▸ Problem details:
Reproduce the entries. Match every word.

⟨

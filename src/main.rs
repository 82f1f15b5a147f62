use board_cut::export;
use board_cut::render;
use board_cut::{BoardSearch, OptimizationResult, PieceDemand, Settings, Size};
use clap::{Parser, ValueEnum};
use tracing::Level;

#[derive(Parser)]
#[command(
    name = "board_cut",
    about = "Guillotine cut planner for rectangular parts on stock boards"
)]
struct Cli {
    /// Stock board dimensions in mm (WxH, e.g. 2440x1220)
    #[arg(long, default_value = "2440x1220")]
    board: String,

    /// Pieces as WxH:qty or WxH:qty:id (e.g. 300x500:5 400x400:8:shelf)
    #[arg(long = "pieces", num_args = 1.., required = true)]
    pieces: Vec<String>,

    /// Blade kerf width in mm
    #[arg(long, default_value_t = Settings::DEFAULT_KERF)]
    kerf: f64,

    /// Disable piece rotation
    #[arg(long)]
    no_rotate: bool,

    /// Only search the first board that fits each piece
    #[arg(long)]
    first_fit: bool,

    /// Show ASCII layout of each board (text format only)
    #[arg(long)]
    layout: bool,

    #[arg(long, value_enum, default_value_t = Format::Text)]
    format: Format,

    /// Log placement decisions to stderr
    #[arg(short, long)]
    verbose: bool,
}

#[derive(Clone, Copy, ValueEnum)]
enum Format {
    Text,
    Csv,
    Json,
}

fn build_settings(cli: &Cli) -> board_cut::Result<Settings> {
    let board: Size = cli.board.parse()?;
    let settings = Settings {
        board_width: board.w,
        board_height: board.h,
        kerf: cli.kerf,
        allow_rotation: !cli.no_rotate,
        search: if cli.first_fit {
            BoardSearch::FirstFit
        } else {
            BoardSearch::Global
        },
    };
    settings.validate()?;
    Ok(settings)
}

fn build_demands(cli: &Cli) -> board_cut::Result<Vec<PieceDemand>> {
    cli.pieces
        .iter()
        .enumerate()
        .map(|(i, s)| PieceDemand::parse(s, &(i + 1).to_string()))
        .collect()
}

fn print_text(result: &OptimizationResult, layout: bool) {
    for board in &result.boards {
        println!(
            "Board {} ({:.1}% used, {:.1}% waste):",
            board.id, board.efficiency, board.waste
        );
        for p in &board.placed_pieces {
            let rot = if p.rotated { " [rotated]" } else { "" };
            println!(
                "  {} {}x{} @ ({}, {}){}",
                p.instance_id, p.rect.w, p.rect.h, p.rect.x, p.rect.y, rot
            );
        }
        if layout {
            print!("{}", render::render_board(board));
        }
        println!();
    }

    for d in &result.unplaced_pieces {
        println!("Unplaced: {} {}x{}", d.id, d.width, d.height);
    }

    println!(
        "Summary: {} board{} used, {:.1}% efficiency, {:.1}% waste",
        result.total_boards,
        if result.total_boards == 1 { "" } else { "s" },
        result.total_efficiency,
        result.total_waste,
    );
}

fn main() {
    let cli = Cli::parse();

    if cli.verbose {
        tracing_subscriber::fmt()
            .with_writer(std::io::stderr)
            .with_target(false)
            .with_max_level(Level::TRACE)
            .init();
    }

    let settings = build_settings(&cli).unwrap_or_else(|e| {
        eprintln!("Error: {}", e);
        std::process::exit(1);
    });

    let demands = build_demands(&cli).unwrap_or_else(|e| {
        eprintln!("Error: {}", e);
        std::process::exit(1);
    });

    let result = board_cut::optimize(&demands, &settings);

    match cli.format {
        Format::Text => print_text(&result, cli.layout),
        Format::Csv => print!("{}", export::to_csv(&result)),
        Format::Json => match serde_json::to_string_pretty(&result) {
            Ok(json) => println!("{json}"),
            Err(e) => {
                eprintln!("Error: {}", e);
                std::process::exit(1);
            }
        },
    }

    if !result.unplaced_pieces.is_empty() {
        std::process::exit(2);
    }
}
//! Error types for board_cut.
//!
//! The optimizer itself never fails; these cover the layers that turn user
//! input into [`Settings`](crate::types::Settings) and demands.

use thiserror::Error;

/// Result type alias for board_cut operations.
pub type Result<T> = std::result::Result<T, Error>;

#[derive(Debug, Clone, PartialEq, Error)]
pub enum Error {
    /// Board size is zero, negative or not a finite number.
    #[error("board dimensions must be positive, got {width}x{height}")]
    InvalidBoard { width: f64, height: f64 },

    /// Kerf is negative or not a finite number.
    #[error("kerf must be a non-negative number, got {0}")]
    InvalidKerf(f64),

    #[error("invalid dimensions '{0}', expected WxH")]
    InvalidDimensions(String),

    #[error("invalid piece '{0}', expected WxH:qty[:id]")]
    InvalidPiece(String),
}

⟩

▸ Response area:
filename src/main.rs
repository 82f1f15b5a147f62
use board_cut::export;
use board_cut::render;
use board_cut::{BoardSearch, OptimizationResult, PieceDemand, Settings, Size};
use clap::{Parser, ValueEnum};
use tracing::Level;

#[derive(Parser)]
#[command(
    name = "board_cut",
    about = "Guillotine cut planner for rectangular parts on stock boards"
)]
struct Cli {
    /// Stock board dimensions in mm (WxH, e.g. 2440x1220)
    #[arg(long, default_value = "2440x1220")]
    board: String,

    /// Pieces as WxH:qty or WxH:qty:id (e.g. 300x500:5 400x400:8:shelf)
    #[arg(long = "pieces", num_args = 1.., required = true)]
    pieces: Vec<String>,

    /// Blade kerf width in mm
    #[arg(long, default_value_t = Settings::DEFAULT_KERF)]
    kerf: f64,

    /// Disable piece rotation
    #[arg(long)]
    no_rotate: bool,

    /// Only search the first board that fits each piece
    #[arg(long)]
    first_fit: bool,

    /// Show ASCII layout of each board (text format only)
    #[arg(long)]
    layout: bool,

    #[arg(long, value_enum, default_value_t = Format::Text)]
    format: Format,

    /// Log placement decisions to stderr
    #[arg(short, long)]
    verbose: bool,
}

#[derive(Clone, Copy, ValueEnum)]
enum Format {
    Text,
    Csv,
    Json,
}

fn build_settings(cli: &Cli) -> board_cut::Result<Settings> {
    let board: Size = cli.board.parse()?;
    let settings = Settings {
        board_width: board.w,
        board_height: board.h,
        kerf: cli.kerf,
        allow_rotation: !cli.no_rotate,
        search: if cli.first_fit {
            BoardSearch::FirstFit
        } else {
            BoardSearch::Global
        },
    };
    settings.validate()?;
    Ok(settings)
}

fn build_demands(cli: &Cli) -> board_cut::Result<Vec<PieceDemand>> {
    cli.pieces
        .iter()
        .enumerate()
        .map(|(i, s)| PieceDemand::parse(s, &(i + 1).to_string()))
        .collect()
}

fn print_text(result: &OptimizationResult, layout: bool) {
    for board in &result.boards {
        println!(
            "Board {} ({:.1}% used, {:.1}% waste):",
            board.id, board.efficiency, board.waste
        );
        for p in &board.placed_pieces {
            let rot = if p.rotated { " [rotated]" } else { "" };
            println!(
                "  {} {}x{} @ ({}, {}){}",
                p.instance_id, p.rect.w, p.rect.h, p.rect.x, p.rect.y, rot
            );
        }
        if layout {
            print!("{}", render::render_board(board));
        }
        println!();
    }

    for d in &result.unplaced_pieces {
        println!("Unplaced: {} {}x{}", d.id, d.width, d.height);
    }

    println!(
        "Summary: {} board{} used, {:.1}% efficiency, {:.1}% waste",
        result.total_boards,
        if result.total_boards == 1 { "" } else { "s" },
        result.total_efficiency,
        result.total_waste,
    );
}

fn main() {
    let cli = Cli::parse();

    if cli.verbose {
        tracing_subscriber::fmt()
            .with_writer(std::io::stderr)
            .with_target(false)
            .with_max_level(Level::TRACE)
            .init();
    }

    let settings = build_settings(&cli).unwrap_or_else(|e| {
        eprintln!("Error: {}", e);
        std::process::exit(1);
    });

    let demands = build_demands(&cli).unwrap_or_else(|e| {
        eprintln!("Error: {}", e);
        std::process::exit(1);
    });

    let result = board_cut::optimize(&demands, &settings);

    match cli.format {
        Format::Text => print_text(&result, cli.layout),
        Format::Csv => print!("{}", export::to_csv(&result)),
        Format::Json => match serde_json::to_string_pretty(&result) {
            Ok(json) => println!("{json}"),
            Err(e) => {
                eprintln!("Error: {}", e);
                std::process::exit(1);
            }
        },
    }

    if !result.unplaced_pieces.is_empty() {
        std::process::exit(2);
    }
}
//! Error types for board_cut.
//!
//! The optimizer itself never fails; these cover the layers that turn user
//! input into [`Settings`](crate::types::Settings) and demands.

use thiserror::Error;

/// Result type alias for board_cut operations.
pub type Result<T> = std::result::Result<T, Error>;

#[derive(Debug, Clone, PartialEq, Error)]
pub enum Error {
    /// Board size is zero, negative or not a finite number.
    #[error("board dimensions must be positive, got {width}x{height}")]
    InvalidBoard { width: f64, height: f64 },

    /// Kerf is negative or not a finite number.
    #[error("kerf must be a non-negative number, got {0}")]
    InvalidKerf(f64),

    #[error("invalid dimensions '{0}', expected WxH")]
    InvalidDimensions(String),

    #[error("invalid piece '{0}', expected WxH:qty[:id]")]
    InvalidPiece(String),
}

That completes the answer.